Beloved Professor’s Legacy Continues in Dental Clinic
Taline “Talley” Dadian Infante, Ed.D., M.S., RDH, started volunteering in 2005 in the new medical clinic at the SAMMinistries Transitional Living and Learning Center (TLCC) with her husband, Anthony Infante, M.D., a pediatric allergist and immunologist.
Dr. Talley Infante, then chair of the Division of Dental Hygiene, saw firsthand the oral health needs of the homeless patients. She then contacted colleague and friend Mary Partida, D.D.S., M.P.H., with the idea of creating a dental clinic where dental hygiene and dental students could volunteer while honing their clinical skills.
“Talley was a visionary. She had excellent ideas. She was a very passionate person, especially with underserved people,” Dr. Partida said. Together, they worked with SAMMinistries to find a space in the facility. The Center for Medical Humanities & Ethics and others helped identify funding sources, including local foundations. The result was a fully equipped clinic with two dental chairs.
The dental clinic started in 2007 with clinic hours two evenings a month, Dr. Partida said. “Talley expanded it and started doing afternoon clinics with dental hygiene students for cleanings. Then more faculty started volunteering. The students love volunteering there. Talley was a main mentor for students.”

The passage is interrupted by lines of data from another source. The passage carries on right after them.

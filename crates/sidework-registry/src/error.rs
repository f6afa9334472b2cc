//! Unified error types for task registration and reporting.

use crate::registry::TaskId;
use crate::state_machine::TaskStatus;
use serde::{Deserialize, Serialize};

/// Unified error type for registry and report operations.
#[derive(Debug, thiserror::Error)]
pub enum TaskError {
    #[error("Duplicate task id: {0}")]
    DuplicateTask(TaskId),

    #[error("Task not found: {0}")]
    TaskNotFound(TaskId),

    #[error("Maximum live tasks limit reached: {0}")]
    MaxTasksReached(usize),

    #[error("Invalid status transition: {current:?} -> {requested:?}")]
    InvalidTransition {
        current: TaskStatus,
        requested: TaskStatus,
    },

    #[error("Task is in terminal status: {0:?}")]
    TerminalState(TaskStatus),

    #[error("Task result unavailable: task {status:?}")]
    ResultUnavailable { status: TaskStatus },
}

/// A failure raised inside a worker computation.
///
/// Fully contained by the engine — carried on the completion report's
/// `Failed` arm, never propagated to the caller's context.
#[derive(Debug, Clone, PartialEq, Eq, Serialize, Deserialize, thiserror::Error)]
pub enum WorkerError {
    #[error("Worker failed: {0}")]
    Failed(String),

    #[error("Worker panicked: {0}")]
    Panicked(String),
}
//! # Sidework Task Engine
//!
//! **Run a long computation on a background worker while the caller keeps
//! going — with progress callbacks, cooperative cancellation, and exactly
//! one completion report per task.**
//!
//! The engine half of sidework: the [`TaskWorker`] contract and its
//! [`WorkerContext`], the [`TaskEngine`] that spawns workers and marshals
//! reports, the queue-backed [`ChannelDispatcher`], and the demonstration
//! [`PrimeWorker`] payload. Bookkeeping (registry, status state machine,
//! report types) lives in `sidework-registry`; this split keeps
//! runtime-specific primitives out of the bookkeeping crate.
//!
//! ## Quick Start
//!
//! ```rust
//! use sidework_engine::prelude::*;
//! use std::sync::Arc;
//!
//! # async fn example() -> Result<(), TaskError> {
//! let engine = TaskEngine::new(PrimeWorker);
//! let (dispatcher, mut queue) = ChannelDispatcher::new();
//!
//! engine
//!     .start(
//!         100,
//!         "is-100-prime",
//!         Arc::new(dispatcher),
//!         |progress| println!("found prime {}", progress.detail),
//!         |completion| println!("outcome: {:?}", completion.outcome),
//!     )
//!     .await?;
//!
//! // Callbacks run here, on the caller's context, never on the worker's.
//! queue.run().await;
//! # Ok(())
//! # }
//! ```
//!
//! Cancellation is cooperative: [`TaskEngine::cancel`] removes the
//! registry entry, and the worker observes the absence at its next
//! checkpoint. The completion report is still delivered, with the
//! cancelled outcome.

// Core modules
pub mod dispatch;
pub mod engine;
pub mod prelude;
pub mod prime;
pub mod worker;

// Re-exports for convenience
pub use dispatch::{ChannelDispatcher, DispatchQueue};
pub use engine::TaskEngine;
pub use prime::{PrimeResult, PrimeWorker};
pub use worker::{TaskWorker, WorkerContext};
//! Report value types.
//!
//! Reports are immutable values with no shared mutable state, safe to hand
//! across execution-context boundaries. A task produces zero or more
//! progress reports followed by exactly one completion report.

use crate::error::{TaskError, WorkerError};
use crate::registry::TaskId;
use crate::state_machine::TaskStatus;
use serde::{Deserialize, Serialize};
use serde_json::Value;

/// One interim progress update for a running task.
#[derive(Debug, Clone, PartialEq, Serialize, Deserialize)]
pub struct ProgressReport<P> {
    pub task_id: TaskId,
    /// Percentage complete, monotonically non-decreasing in `[0, 100]`
    /// within one task's stream.
    pub percent_complete: u8,
    /// Payload-specific detail value (for the prime payload: the latest
    /// prime found).
    pub detail: P,
    /// The caller's opaque token, echoed back verbatim.
    pub user_token: Option<Value>,
}

/// Terminal outcome of a task — the three arms are mutually exclusive.
#[derive(Debug, Clone, PartialEq, Serialize, Deserialize)]
pub enum TaskOutcome<R> {
    /// The worker finished naturally with a result.
    Completed(R),
    /// A failure inside the worker, contained and carried here rather than
    /// propagated to the caller's context.
    Failed(WorkerError),
    /// Cancellation won the race; no result guarantees.
    Cancelled,
}

impl<R> TaskOutcome<R> {
    /// The terminal status this outcome maps to.
    pub fn status(&self) -> TaskStatus {
        match self {
            TaskOutcome::Completed(_) => TaskStatus::Completed,
            TaskOutcome::Failed(_) => TaskStatus::Failed,
            TaskOutcome::Cancelled => TaskStatus::Cancelled,
        }
    }
}

/// The single terminal notification for a task.
#[derive(Debug, Clone, PartialEq, Serialize, Deserialize)]
pub struct CompletionReport<R> {
    pub task_id: TaskId,
    /// The caller's opaque token, echoed back verbatim.
    pub user_token: Option<Value>,
    pub outcome: TaskOutcome<R>,
}

impl<R> CompletionReport<R> {
    pub fn new(task_id: TaskId, user_token: Option<Value>, outcome: TaskOutcome<R>) -> Self {
        Self {
            task_id,
            user_token,
            outcome,
        }
    }

    /// The terminal status of this task.
    pub fn status(&self) -> TaskStatus {
        self.outcome.status()
    }

    pub fn is_cancelled(&self) -> bool {
        matches!(self.outcome, TaskOutcome::Cancelled)
    }

    /// The contained worker failure, if the task failed.
    pub fn error(&self) -> Option<&WorkerError> {
        match &self.outcome {
            TaskOutcome::Failed(err) => Some(err),
            _ => None,
        }
    }

    /// The success value.
    ///
    /// Fails with [`TaskError::ResultUnavailable`] when the outcome was a
    /// failure or cancellation — callers must check the outcome before
    /// reading result fields.
    pub fn result(&self) -> Result<&R, TaskError> {
        match &self.outcome {
            TaskOutcome::Completed(result) => Ok(result),
            other => Err(TaskError::ResultUnavailable {
                status: other.status(),
            }),
        }
    }

    /// Consuming variant of [`CompletionReport::result`].
    pub fn into_result(self) -> Result<R, TaskError> {
        match self.outcome {
            TaskOutcome::Completed(result) => Ok(result),
            other => Err(TaskError::ResultUnavailable {
                status: other.status(),
            }),
        }
    }
}
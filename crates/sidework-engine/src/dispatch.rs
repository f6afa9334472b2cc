//! Queue-backed dispatcher.
//!
//! The runtime implementation of the `Dispatcher` capability: `post` pushes
//! the callback onto an unbounded mpsc channel, and the caller drains the
//! paired [`DispatchQueue`] on whatever context it wants callbacks to run
//! on. FIFO order and run-after-post fall out of the channel.

use sidework_registry::{DispatchCallback, Dispatcher};
use tokio::sync::mpsc;

/// Sending half — capture this (behind an `Arc`) as a task's delivery
/// context.
pub struct ChannelDispatcher {
    tx: mpsc::UnboundedSender<DispatchCallback>,
}

impl ChannelDispatcher {
    /// Create a dispatcher and the queue that consumes its callbacks.
    pub fn new() -> (ChannelDispatcher, DispatchQueue) {
        let (tx, rx) = mpsc::unbounded_channel();
        (ChannelDispatcher { tx }, DispatchQueue { rx })
    }
}

impl Dispatcher for ChannelDispatcher {
    fn post(&self, callback: DispatchCallback) {
        // Receiver gone means the caller stopped draining; deliveries are
        // best-effort from that point.
        let _ = self.tx.send(callback);
    }
}

/// Receiving half — drained by the caller on its own execution context.
pub struct DispatchQueue {
    rx: mpsc::UnboundedReceiver<DispatchCallback>,
}

impl DispatchQueue {
    /// Wait for the next callback and run it.
    ///
    /// Returns `false` once every dispatcher clone has been dropped and the
    /// queue is empty.
    pub async fn recv_run(&mut self) -> bool {
        match self.rx.recv().await {
            Some(callback) => {
                callback();
                true
            }
            None => false,
        }
    }

    /// Run callbacks until every dispatcher clone has been dropped.
    pub async fn run(&mut self) {
        while self.recv_run().await {}
    }

    /// Run every callback already queued without waiting. Returns how many
    /// ran.
    pub fn drain_ready(&mut self) -> usize {
        let mut ran = 0;
        while let Ok(callback) = self.rx.try_recv() {
            callback();
            ran += 1;
        }
        ran
    }
}

#[cfg(test)]
mod tests {
    use super::*;
    use std::sync::{Arc, Mutex};

    #[tokio::test]
    async fn test_callbacks_run_fifo() {
        let (dispatcher, mut queue) = ChannelDispatcher::new();
        let order = Arc::new(Mutex::new(Vec::new()));

        for i in 0..5 {
            let order = Arc::clone(&order);
            dispatcher.post(Box::new(move || order.lock().unwrap().push(i)));
        }

        assert_eq!(queue.drain_ready(), 5);
        assert_eq!(*order.lock().unwrap(), vec![0, 1, 2, 3, 4]);
    }

    #[tokio::test]
    async fn test_post_does_not_run_inline() {
        let (dispatcher, mut queue) = ChannelDispatcher::new();
        let ran = Arc::new(Mutex::new(false));

        let flag = Arc::clone(&ran);
        dispatcher.post(Box::new(move || *flag.lock().unwrap() = true));
        assert!(!*ran.lock().unwrap());

        queue.drain_ready();
        assert!(*ran.lock().unwrap());
    }

    #[tokio::test]
    async fn test_run_ends_when_dispatchers_dropped() {
        let (dispatcher, mut queue) = ChannelDispatcher::new();
        let count = Arc::new(Mutex::new(0));

        let c = Arc::clone(&count);
        dispatcher.post(Box::new(move || *c.lock().unwrap() += 1));
        drop(dispatcher);

        queue.run().await;
        assert_eq!(*count.lock().unwrap(), 1);
    }

    #[tokio::test]
    async fn test_post_after_queue_dropped_is_silent() {
        let (dispatcher, queue) = ChannelDispatcher::new();
        drop(queue);
        dispatcher.post(Box::new(|| panic!("never runs")));
    }
}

Dr. Infante died April 6, 2013, after being treated for six months for a brain tumor. She was 56. An associate professor of periodontics, she won the university’s Presidential Teaching Excellence Award in 2009. Dr. Infante was a nationally recognized dental hygiene educator.
In June 2013, the Taline Dadian Infante Dental Clinic was officially named at the SAMMinistries TLLC, 5922 Blanco Road, in San Antonio.
Dr. Anthony Infante said his wife’s mission was education and her passion was teaching clinical skills. “I’m sure she would be proud of having her name on the clinic facility. However, her real legacy is the students, who improved their skills at SAMM-TLLC under her tutelage, and the center’s residents, especially the children, who received dental care to which they would not otherwise have had access. I don’t know anyone who knew Talley who does not still miss her and her contributions.”